▸ WHAT TO DO: Each line of the data that mentions the string "circle" needs to be identified and copied.

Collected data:
- - - -
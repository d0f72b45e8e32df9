//! Parser for stamp SVG sources → drawable parts.
//!
//! Built on `winnow` 0.7. Only the structure needed to split a stamp into
//! parts is understood: elements, attributes, text content, comments,
//! CDATA, processing instructions and doctypes. Container elements
//! (`svg`, `g`, `a`, `switch`) are flattened and hand their presentation
//! attributes down to the shapes they contain.

use kurbo::{BezPath, Rect, Shape};
use serde::{Deserialize, Serialize};
use winnow::ascii::multispace0;
use winnow::combinator::{alt, delimited, opt, preceded, repeat};
use winnow::error::ContextError;
use winnow::prelude::*;
use winnow::token::{take_till, take_until, take_while};

/// Elements that become one part each.
const DRAWABLE_TAGS: &[&str] = &[
    "path", "rect", "circle", "ellipse", "line", "polyline", "polygon", "text", "image",
];

/// Elements whose children are flattened into the part list.
const CONTAINER_TAGS: &[&str] = &["svg", "g", "a", "switch"];

/// Attributes a container passes down to children that don't set them.
const INHERITED_ATTRS: &[&str] = &[
    "fill",
    "fill-opacity",
    "fill-rule",
    "stroke",
    "stroke-width",
    "stroke-opacity",
    "stroke-linecap",
    "stroke-linejoin",
    "opacity",
    "font-family",
    "font-size",
    "font-weight",
];

/// A single SVG element lifted out of a stamp, with inherited attributes
/// already merged in.
#[derive(Debug, Clone, PartialEq, Serialize, Deserialize)]
pub struct SvgShape {
    pub tag: String,
    pub attributes: Vec<(String, String)>,
    #[serde(default, skip_serializing_if = "Option::is_none")]
    pub content: Option<String>,
}

impl SvgShape {
    pub fn attr(&self, name: &str) -> Option<&str> {
        self.attributes
            .iter()
            .find(|(k, _)| k == name)
            .map(|(_, v)| v.as_str())
    }

    fn num(&self, name: &str) -> f64 {
        self.attr(name).and_then(parse_length).unwrap_or(0.0)
    }

    /// Bounding box in the element's own coordinate space.
    /// Text boxes are degenerate: glyph metrics belong to the engine.
    pub fn bounds(&self) -> Rect {
        match self.tag.as_str() {
            "rect" | "image" => {
                let (x, y) = (self.num("x"), self.num("y"));
                Rect::new(x, y, x + self.num("width"), y + self.num("height"))
            }
            "circle" => {
                let (cx, cy, r) = (self.num("cx"), self.num("cy"), self.num("r"));
                Rect::new(cx - r, cy - r, cx + r, cy + r)
            }
            "ellipse" => {
                let (cx, cy) = (self.num("cx"), self.num("cy"));
                let (rx, ry) = (self.num("rx"), self.num("ry"));
                Rect::new(cx - rx, cy - ry, cx + rx, cy + ry)
            }
            "line" => Rect::from_points(
                (self.num("x1"), self.num("y1")),
                (self.num("x2"), self.num("y2")),
            ),
            "polyline" | "polygon" => {
                let points = parse_points(self.attr("points").unwrap_or_default());
                let (min_x, min_y, max_x, max_y) = crate::model::points_bounds(&points);
                Rect::new(min_x, min_y, max_x, max_y)
            }
            "path" => self
                .attr("d")
                .and_then(|d| BezPath::from_svg(d).ok())
                .map(|path| path.bounding_box())
                .unwrap_or(Rect::ZERO),
            "text" => {
                let (x, y) = (self.num("x"), self.num("y"));
                Rect::new(x, y, x, y)
            }
            _ => Rect::ZERO,
        }
    }
}

/// Parse a length attribute, ignoring a trailing `px`.
pub fn parse_length(value: &str) -> Option<f64> {
    let value = value.trim();
    value.strip_suffix("px").unwrap_or(value).trim().parse().ok()
}

/// Parse a `points` attribute (`"0,0 10,0 5,8"`) into coordinate pairs.
/// A trailing unpaired number is dropped.
pub fn parse_points(value: &str) -> Vec<(f64, f64)> {
    let numbers: Vec<f64> = value
        .split(|c: char| c.is_whitespace() || c == ',')
        .filter(|s| !s.is_empty())
        .filter_map(|s| s.parse().ok())
        .collect();
    numbers.chunks_exact(2).map(|p| (p[0], p[1])).collect()
}

// ─── Document walk ───────────────────────────────────────────────────────

enum FrameKind {
    /// Flattened container; holds the attributes its children inherit.
    Container(Vec<(String, String)>),
    /// A part being collected until its closing tag.
    Drawable(SvgShape),
    /// An element inside a part (e.g. `tspan`); contributes text only.
    Nested,
    /// Non-rendering subtree (`defs`, `title`, `style`, ...).
    Skipped,
}

struct Frame {
    tag: String,
    kind: FrameKind,
}

/// Parse an SVG document or fragment into its drawable parts, in paint order.
///
/// # Errors
/// Returns a description of the first malformed tag, mismatched closing tag
/// or unterminated construct.
pub fn parse_svg(input: &str) -> Result<Vec<SvgShape>, String> {
    let mut rest = input;
    let mut parts = Vec::new();
    let mut stack: Vec<Frame> = Vec::new();

    loop {
        let text = take_till::<_, _, ContextError>(0.., '<')
            .parse_next(&mut rest)
            .unwrap_or_default();
        append_text(&mut stack, text);

        if rest.is_empty() {
            break;
        }

        if rest.starts_with("<!--") {
            skip_past(&mut rest, "-->")?;
        } else if rest.starts_with("<![CDATA[") {
            let data = parse_cdata
                .parse_next(&mut rest)
                .map_err(|e| format!("CDATA parse error: {e}"))?;
            append_text(&mut stack, data);
        } else if rest.starts_with("<?") {
            skip_past(&mut rest, "?>")?;
        } else if rest.starts_with("<!") {
            skip_past(&mut rest, ">")?;
        } else if rest.starts_with("</") {
            let name = parse_close_tag
                .parse_next(&mut rest)
                .map_err(|e| format!("Closing tag parse error: {e}"))?;
            let name = local_name(name);
            let frame = stack
                .pop()
                .ok_or_else(|| format!("unexpected closing tag </{name}>"))?;
            if frame.tag != name {
                return Err(format!("expected </{}>, found </{name}>", frame.tag));
            }
            if let FrameKind::Drawable(mut shape) = frame.kind {
                shape.content = shape
                    .content
                    .map(|c| c.trim().to_string())
                    .filter(|c| !c.is_empty());
                parts.push(shape);
            }
        } else {
            let tag = parse_open_tag
                .parse_next(&mut rest)
                .map_err(|e| format!("Tag parse error: {e}"))?;
            let name = local_name(tag.name).to_string();
            let attributes = tag
                .attributes
                .into_iter()
                .map(|(k, v)| (local_name(k).to_string(), decode_entities(v)))
                .collect();
            match (classify(&stack, &name, attributes), tag.self_closing) {
                (FrameKind::Drawable(shape), true) => parts.push(shape),
                (_, true) => {}
                (kind, false) => stack.push(Frame { tag: name, kind }),
            }
        }
    }

    if let Some(frame) = stack.last() {
        return Err(format!("unclosed <{}>", frame.tag));
    }
    Ok(parts)
}

fn classify(stack: &[Frame], name: &str, attributes: Vec<(String, String)>) -> FrameKind {
    let inherited: &[(String, String)] = match stack.last().map(|f| &f.kind) {
        Some(FrameKind::Skipped) => return FrameKind::Skipped,
        Some(FrameKind::Drawable(_) | FrameKind::Nested) => return FrameKind::Nested,
        Some(FrameKind::Container(attrs)) => attrs,
        None => &[],
    };

    if CONTAINER_TAGS.contains(&name) {
        let mut passed_down: Vec<(String, String)> = inherited.to_vec();
        for (key, value) in attributes {
            if INHERITED_ATTRS.contains(&key.as_str()) {
                passed_down.retain(|(k, _)| *k != key);
                passed_down.push((key, value));
            }
        }
        FrameKind::Container(passed_down)
    } else if DRAWABLE_TAGS.contains(&name) {
        let mut merged = attributes;
        for (key, value) in inherited {
            if !merged.iter().any(|(k, _)| k == key) {
                merged.push((key.clone(), value.clone()));
            }
        }
        FrameKind::Drawable(SvgShape {
            tag: name.to_string(),
            attributes: merged,
            content: None,
        })
    } else {
        FrameKind::Skipped
    }
}

/// Route character data to the part currently collecting text, if any.
fn append_text(stack: &mut [Frame], text: &str) {
    if text.trim().is_empty() {
        return;
    }
    for frame in stack.iter_mut().rev() {
        match &mut frame.kind {
            FrameKind::Nested => continue,
            FrameKind::Drawable(shape) => {
                shape
                    .content
                    .get_or_insert_with(String::new)
                    .push_str(&decode_entities(text));
                return;
            }
            _ => return,
        }
    }
}

fn skip_past(input: &mut &str, terminator: &str) -> Result<(), String> {
    match input.find(terminator) {
        Some(pos) => {
            *input = &input[pos + terminator.len()..];
            Ok(())
        }
        None => Err(format!("missing `{terminator}`")),
    }
}

fn local_name(name: &str) -> &str {
    name.rsplit_once(':').map_or(name, |(_, local)| local)
}

fn decode_entities(s: &str) -> String {
    if !s.contains('&') {
        return s.to_string();
    }
    s.replace("&lt;", "<")
        .replace("&gt;", ">")
        .replace("&quot;", "\"")
        .replace("&apos;", "'")
        .replace("&amp;", "&")
}

// ─── Token parsers ───────────────────────────────────────────────────────

struct OpenTag<'a> {
    name: &'a str,
    attributes: Vec<(&'a str, &'a str)>,
    self_closing: bool,
}

fn parse_name<'a>(input: &mut &'a str) -> ModalResult<&'a str> {
    take_while(1.., |c: char| {
        c.is_alphanumeric() || matches!(c, '-' | '_' | ':' | '.')
    })
    .parse_next(input)
}

fn parse_attr_value<'a>(input: &mut &'a str) -> ModalResult<&'a str> {
    alt((
        delimited('"', take_till(0.., '"'), '"'),
        delimited('\'', take_till(0.., '\''), '\''),
    ))
    .parse_next(input)
}

fn parse_attribute<'a>(input: &mut &'a str) -> ModalResult<(&'a str, &'a str)> {
    let name = preceded(multispace0, parse_name).parse_next(input)?;
    let _ = (multispace0, '=', multispace0).parse_next(input)?;
    let value = parse_attr_value.parse_next(input)?;
    Ok((name, value))
}

fn parse_open_tag<'a>(input: &mut &'a str) -> ModalResult<OpenTag<'a>> {
    let _ = '<'.parse_next(input)?;
    let name = parse_name.parse_next(input)?;
    let attributes: Vec<(&str, &str)> = repeat(0.., parse_attribute).parse_next(input)?;
    let _ = multispace0.parse_next(input)?;
    let self_closing = opt('/').parse_next(input)?.is_some();
    let _ = '>'.parse_next(input)?;
    Ok(OpenTag {
        name,
        attributes,
        self_closing,
    })
}

fn parse_close_tag<'a>(input: &mut &'a str) -> ModalResult<&'a str> {
    delimited("</", preceded(multispace0, parse_name), (multispace0, '>')).parse_next(input)
}

fn parse_cdata<'a>(input: &mut &'a str) -> ModalResult<&'a str> {
    delimited("<![CDATA[", take_until(0.., "]]>"), "]]>").parse_next(input)
}

#[cfg(test)]
mod tests {
    use super::*;
    use pretty_assertions::assert_eq;

    const BURST: &str = r##"<?xml version="1.0" encoding="UTF-8"?>
<!DOCTYPE svg PUBLIC "-//W3C//DTD SVG 1.1//EN" "http://www.w3.org/Graphics/SVG/1.1/DTD/svg11.dtd">
<svg xmlns="http://www.w3.org/2000/svg" width="100" height="100">
  <!-- outer ring -->
  <defs><linearGradient id="g1"><stop offset="0"/></linearGradient></defs>
  <g fill="#FF0000" stroke="#000">
    <circle cx="50" cy="50" r="40"/>
    <rect x="10" y="20" width="30" height="10" fill="#00FF00"></rect>
  </g>
  <text x="20" y="55">APPROVED <tspan>&amp; SIGNED</tspan></text>
</svg>"##;

    #[test]
    fn splits_stamp_into_parts_in_paint_order() {
        let parts = parse_svg(BURST).unwrap();
        let tags: Vec<&str> = parts.iter().map(|p| p.tag.as_str()).collect();
        assert_eq!(tags, vec!["circle", "rect", "text"]);
    }

    #[test]
    fn group_attributes_are_inherited_but_not_overridden() {
        let parts = parse_svg(BURST).unwrap();
        assert_eq!(parts[0].attr("fill"), Some("#FF0000"));
        assert_eq!(parts[0].attr("stroke"), Some("#000"));
        assert_eq!(parts[1].attr("fill"), Some("#00FF00"));
        assert_eq!(parts[1].attr("stroke"), Some("#000"));
        // The root's sizing attributes stay on the root.
        assert_eq!(parts[2].attr("width"), None);
    }

    #[test]
    fn text_content_includes_nested_spans() {
        let parts = parse_svg(BURST).unwrap();
        assert_eq!(parts[2].content.as_deref(), Some("APPROVED & SIGNED"));
    }

    #[test]
    fn empty_svg_has_no_parts() {
        assert!(parse_svg("<svg></svg>").unwrap().is_empty());
        assert!(parse_svg("").unwrap().is_empty());
    }

    #[test]
    fn single_quoted_and_namespaced_attributes() {
        let parts =
            parse_svg("<svg:svg><svg:path d='M0 0 L10 10' xlink:href='#a'/></svg:svg>").unwrap();
        assert_eq!(parts.len(), 1);
        assert_eq!(parts[0].tag, "path");
        assert_eq!(parts[0].attr("href"), Some("#a"));
    }

    #[test]
    fn mismatched_and_unclosed_tags_are_errors() {
        assert!(parse_svg("<svg><g></svg>").is_err());
        assert!(parse_svg("<svg><rect/>").is_err());
        assert!(parse_svg("<svg><!-- never closed").is_err());
        assert!(parse_svg("</g>").is_err());
    }

    #[test]
    fn shape_bounds() {
        let parts = parse_svg(BURST).unwrap();
        assert_eq!(parts[0].bounds(), Rect::new(10.0, 10.0, 90.0, 90.0));
        assert_eq!(parts[1].bounds(), Rect::new(10.0, 20.0, 40.0, 30.0));

        let path = parse_svg(r#"<path d="M5 5 L25 5 L25 15 Z"/>"#).unwrap();
        assert_eq!(path[0].bounds(), Rect::new(5.0, 5.0, 25.0, 15.0));

        let poly = parse_svg(r#"<polygon points="0,0 10,0 5,8"/>"#).unwrap();
        assert_eq!(poly[0].bounds(), Rect::new(0.0, 0.0, 10.0, 8.0));
    }

    #[test]
    fn lengths_and_points() {
        assert_eq!(parse_length("12px"), Some(12.0));
        assert_eq!(parse_length(" 3.5 "), Some(3.5));
        assert_eq!(parse_length("auto"), None);
        assert_eq!(parse_points("1,2 3 4 5"), vec![(1.0, 2.0), (3.0, 4.0)]);
    }
}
- - - -
▸ RESPONSE:
    "path", "rect", "circle", "ellipse", "line", "polyline", "polygon", "text", "image",
            "circle" => {
    <circle cx="50" cy="50" r="40"/>
        assert_eq!(tags, vec!["circle", "rect", "text"]);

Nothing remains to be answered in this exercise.